Would love to see what they ultimately do.

Ashley said...

@manumitre - Thanks! I featured the Novogratz's awhile back -

Interior Paint Color Guide said...
This comment has been removed by a blog administrator.
Sallie Ann said...

So much good information here. I second the use of art "cubbies," but am especially fond of some shallow built-ins, if budget allows. This is a huge selling point and really gives a unique look. I would be careful with wall paper for the afore mentioned reason, and instead might consider an interesting molding or texture.

I actually added a brick wall recently to a kitchen. The trick is, you should only really do this on an outside wall, unless you're in a loft-style building. Pavers are not too expensive, and give a totally different architectural vibe.

libraloves said...

I agree with the comments about lighting. I recently purchased a condo, and lighting has been our biggest challenge. I would rather see money spent in functional lighting rather than architectural details.

Whatever changes are made, however, I would say that the most important is quality of the work. Make sure the workmanship is immaculate.

One more suggestion is to go undercover, and attend open houses at similar condos. is a good place to start checking open house schedules. This way you can get an idea of what other people are doing, and see how prospective buyers are responding to the spaces.

Judy said...

Two words: John Saladino!

AppleTree said...

I agree with Erica, moldings come in many different styles and clean modern lines can be found.
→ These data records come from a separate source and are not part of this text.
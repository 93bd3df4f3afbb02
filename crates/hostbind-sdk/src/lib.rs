//! hostbind SDK - runtime contract for generated script bindings
//!
//! This crate holds the types that `hostbind-gen` emits code against and that
//! an interpreter calls into: the untyped [`Value`], shared host
//! [`Instance`]s, the [`ScriptClass`] binding table implemented for every
//! exposed type, and the [`TypeRegistry`] built by the registry anchor.
//!
//! # Example
//!
//! ```ignore
//! use hostbind_sdk::{script_methods, script_registry, script_type, Value};
//!
//! #[script_type(name = "Vector3")]
//! pub struct Vec3 {
//!     #[script_property]
//!     pub x: f32,
//! }
//!
//! #[script_methods]
//! impl Vec3 {
//!     #[script_constructor]
//!     pub fn new(x: f32) -> Self {
//!         Vec3 { x }
//!     }
//! }
//!
//! #[script_registry]
//! pub struct Builtins;
//!
//! let v = Builtins::registry().create_instance("Vector3", &[Value::Float(1.0)])?;
//! ```

#![warn(missing_docs)]

pub mod binding;
pub mod class;
pub mod convert;
pub mod error;
pub mod registry;
pub mod value;

pub use binding::{
    with_receiver, with_receiver_mut, Getter, Invoker, MemberBinding, MethodBinding,
    PropertyBinding, Setter,
};
pub use class::{create_erased, BindingResolver, Factory, ScriptClass};
pub use convert::{arg, convert_to, instance_of, FromValue, IntoValue};
pub use error::{BindError, BindResult, ConvertError};
pub use registry::{TypeEntry, TypeRegistry};
pub use value::{Instance, InstanceMut, InstanceRef, Value};

#[cfg(feature = "macros")]
pub use hostbind_macros::{script_methods, script_registry, script_type};

/// Re-exports used by generated code. Not part of the public API.
#[doc(hidden)]
pub mod __private {
    pub use once_cell::sync::Lazy;
}

// ============================================================================
// Tests
// ============================================================================

#[cfg(test)]
mod tests {
    use super::*;

    // Hand-written binding table with the same shape hostbind-gen emits
    struct Counter {
        count: i64,
    }

    impl Counter {
        fn get_count(instance: Option<&Instance>) -> BindResult<Value> {
            with_receiver::<Counter, _>(instance, |this| this.count.into_value())
        }

        fn set_count(instance: Option<&Instance>, value: &Value) -> BindResult<()> {
            let value: i64 = convert_to::<i64>(value)?;
            with_receiver_mut::<Counter, _>(instance, |this| this.count = value)
        }

        fn call_bump(instance: Option<&Instance>, args: &[Value]) -> BindResult<Option<Value>> {
            let mut by: i64 = 1i64;
            if args.len() > 0usize {
                by = convert_to::<i64>(&args[0usize])?;
            }
            with_receiver_mut::<Counter, _>(instance, move |this| this.count += by)?;
            Ok(None)
        }
    }

    impl ScriptClass for Counter {
        const CLASS_NAME: &'static str = "Counter";
        const MEMBER_NAMES: &'static [&'static str] = &["count", "bump"];

        fn create_instance(args: &[Value]) -> BindResult<Self> {
            if args.len() == 0usize {
                return Ok(Counter { count: 0 });
            }
            if args.len() == 1usize {
                let count: i64 = convert_to::<i64>(arg(args, 0usize, "Counter")?)?;
                return Ok(Counter { count });
            }
            Err(BindError::Arity {
                type_name: Self::CLASS_NAME,
                count: args.len(),
            })
        }

        fn create_member_binding(name: &str) -> BindResult<MemberBinding> {
            match name {
                "count" => Ok(MemberBinding::Property(PropertyBinding::new(
                    "count",
                    Self::CLASS_NAME,
                    Some(Counter::get_count),
                    Some(Counter::set_count),
                ))),
                "bump" => Ok(MemberBinding::Method(MethodBinding::new(
                    "bump",
                    Counter::call_bump,
                ))),
                _ => Err(BindError::binding_not_found(name, Self::CLASS_NAME)),
            }
        }
    }

    struct Clock;

    impl ScriptClass for Clock {
        const CLASS_NAME: &'static str = "Clock";
        const IS_STATIC: bool = true;
        const IS_ABSTRACT: bool = true;
        const MEMBER_NAMES: &'static [&'static str] = &[];

        fn create_instance(args: &[Value]) -> BindResult<Self> {
            Err(BindError::Arity {
                type_name: Self::CLASS_NAME,
                count: args.len(),
            })
        }

        fn create_member_binding(name: &str) -> BindResult<MemberBinding> {
            Err(BindError::binding_not_found(name, Self::CLASS_NAME))
        }
    }

    const ENTRIES: &[TypeEntry] = &[
        TypeEntry::of::<Counter>(None),
        TypeEntry::of::<Clock>(Some("Counter")),
    ];

    #[test]
    fn test_registry_indices() {
        let registry = TypeRegistry::new(ENTRIES);

        assert_eq!(registry.len(), 2);
        assert_eq!(registry.type_names().collect::<Vec<_>>(), ["Counter", "Clock"]);
        assert_eq!(registry.base_type_name("Clock"), Some("Counter"));
        assert_eq!(registry.base_type_name("Counter"), None);
        assert!(registry.is_static_type("Clock"));
        assert!(registry.is_abstract_type("Clock"));
        assert!(!registry.is_static_type("Counter"));
        assert!(registry.member_names("Counter").unwrap().contains("bump"));
        assert!(registry.member_names("Clock").unwrap().is_empty());
    }

    #[test]
    fn test_registry_create_and_bind() {
        let registry = TypeRegistry::new(ENTRIES);

        let counter = registry.create_instance("Counter", &[Value::Int(3)]).unwrap();
        assert_eq!(counter.class_name(), "Counter");

        let count = registry.create_binding("Counter", "count").unwrap();
        let count = count.as_property().unwrap();
        assert_eq!(count.get(Some(&counter)).unwrap(), Value::Int(3));

        let bump = registry.create_binding("Counter", "bump").unwrap();
        let result = bump.as_method().unwrap().invoke(Some(&counter), &[]).unwrap();
        assert!(result.is_none());
        assert_eq!(count.get(Some(&counter)).unwrap(), Value::Int(4));

        count.set(Some(&counter), &Value::Int(10)).unwrap();
        assert_eq!(count.get(Some(&counter)).unwrap(), Value::Int(10));
    }

    #[test]
    fn test_registry_factory_is_reusable() {
        let registry = TypeRegistry::new(ENTRIES);
        let factory = registry.create_factory("Counter").unwrap();

        let a = factory(&[]).unwrap();
        let b = factory(&[Value::Int(2)]).unwrap();
        assert!(!a.ptr_eq(&b));
    }

    #[test]
    fn test_registry_failures() {
        let registry = TypeRegistry::new(ENTRIES);

        assert_eq!(
            registry.create_instance("Nope", &[]).unwrap_err(),
            BindError::UnknownType("Nope".into())
        );
        assert!(registry.create_factory("Nope").is_err());
        assert_eq!(
            registry.create_binding("Counter", "doesNotExist").unwrap_err(),
            BindError::binding_not_found("doesNotExist", "Counter")
        );
        assert_eq!(
            registry
                .create_instance("Counter", &[Value::Int(1), Value::Int(2)])
                .unwrap_err(),
            BindError::Arity {
                type_name: "Counter",
                count: 2
            }
        );
    }

    #[test]
    fn test_receiver_must_match() {
        let registry = TypeRegistry::new(ENTRIES);
        let count = registry.create_binding("Counter", "count").unwrap();
        let count = count.as_property().unwrap();

        assert_eq!(
            count.get(None).unwrap_err(),
            BindError::Receiver {
                type_name: "Counter"
            }
        );
        let other = Instance::new("Other", 5u8);
        assert!(count.get(Some(&other)).is_err());
    }

    #[test]
    fn test_duplicate_entries_keep_first() {
        let registry = TypeRegistry::new(&[
            TypeEntry::of::<Counter>(None),
            TypeEntry::of::<Counter>(Some("Clock")),
        ]);
        assert_eq!(registry.len(), 1);
        assert_eq!(registry.base_type_name("Counter"), None);
    }
}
We trimmed our windows with straight cut 2x4s and then framed that with a inch square piece of molding all was painted in glossy white and it was very clean and modern.

Also adding an arch of some shape would add character and interest.

Wallpaper is very in right now, but maybe not in the condo buyers market. If you were selling to design bloggers then yes, wallpaper, but for the general public? Best not to.

Meredith said...

You might want to add some simple corbels, assuming there's a rational place for them.

A Melbourne Girl said...

When re-installing the new wall, why not build it with a small return so bookshelves can be built-in...or it can be used to house the entertainment area like TV stereo etc. Seeing it's an interior wall and isn't load bearing, he could make it slightly more shallow so it doesn't take up a lot of space...just make sure he insulates with sound proofing batts so the noise doesn't travel through to the adjoining room.
Lighting, mouldings etc are a given...but an interesting wall that ofers storage and simple but elegant kitchen and bathroom would be the winners for me.

Bailey @ peppermintbliss said...

Modern design is great, but if you totally avoid traditional details like arches, moldings, wainscoting, chair is just going to look like any other condo...I would suggest incorporating some traditional architectural elements and then decorating in a more streamlined modern aesthetic.
I don't like fussy places either, but when we were looking at rentals it was the details that drew me in, that made the place feel special.

Diana Jane Cervantes said...

I'm planning to redecorate my Cubao condo and these tips are really a big help. Thanks for sharing these, maybe I would do the dramatic style of lighting.